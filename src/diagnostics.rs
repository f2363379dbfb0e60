//! Diagnostics collaborator injected into the controller.

use glam::Vec2;

use crate::controller::Orientation;
use crate::snap::SnapResult;
use crate::tween::TweenId;

/// Why a gesture event had no effect.
#[derive(Debug, Clone, Copy, PartialEq, Eq)]
pub enum IgnoreReason {
    /// Zero or perfectly diagonal delta on drag-begin.
    Unclassified,
    /// A session is still rotating or snapping.
    Busy,
    /// Drag-update or drag-end without an active session.
    NoSession,
    /// The scene rejected an operation.
    SceneFailure,
}

/// Something noteworthy the controller did.
#[derive(Debug, Clone, PartialEq)]
pub enum DiagnosticEvent {
    Ignored { reason: IgnoreReason, delta: Vec2 },
    SessionOpened { orientation: Orientation, pieces: usize },
    Rotated { step_degrees: f32 },
    SnapStarted { snap: SnapResult, tween: TweenId },
    SessionClosed { pieces: usize, cancelled: bool },
    CompletionIgnored { tween: TweenId },
}

pub trait Diagnostics {
    fn record(&mut self, event: DiagnosticEvent);
}

/// Forwards events to the `log` facade.
#[derive(Debug, Default, Clone, Copy)]
pub struct LogDiagnostics;

impl Diagnostics for LogDiagnostics {
    fn record(&mut self, event: DiagnosticEvent) {
        match event {
            DiagnosticEvent::Rotated { .. } => log::trace!("{event:?}"),
            DiagnosticEvent::Ignored {
                reason: IgnoreReason::SceneFailure,
                ..
            } => log::warn!("{event:?}"),
            _ => log::debug!("{event:?}"),
        }
    }
}

/// Keeps every event, for tests and tooling.
#[derive(Debug, Default, Clone)]
pub struct RecordingDiagnostics {
    pub events: Vec<DiagnosticEvent>,
}

impl Diagnostics for RecordingDiagnostics {
    fn record(&mut self, event: DiagnosticEvent) {
        self.events.push(event);
    }
}

/// Shares one recorder between a controller and the code inspecting it.
impl Diagnostics for std::rc::Rc<std::cell::RefCell<RecordingDiagnostics>> {
    fn record(&mut self, event: DiagnosticEvent) {
        self.borrow_mut().record(event);
    }
}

---

_What this task involves_: Above are the records. Copy the lines beginning at the one that has "Orientation, pieces: usize" and ending with the one that has "pub trait Diagnostics", unchanged.

_Output_:
    SessionOpened { orientation: Orientation, pieces: usize },
    Rotated { step_degrees: f32 },
    SnapStarted { snap: SnapResult, tween: TweenId },
    SessionClosed { pieces: usize, cancelled: bool },
    CompletionIgnored { tween: TweenId },
}

pub trait Diagnostics {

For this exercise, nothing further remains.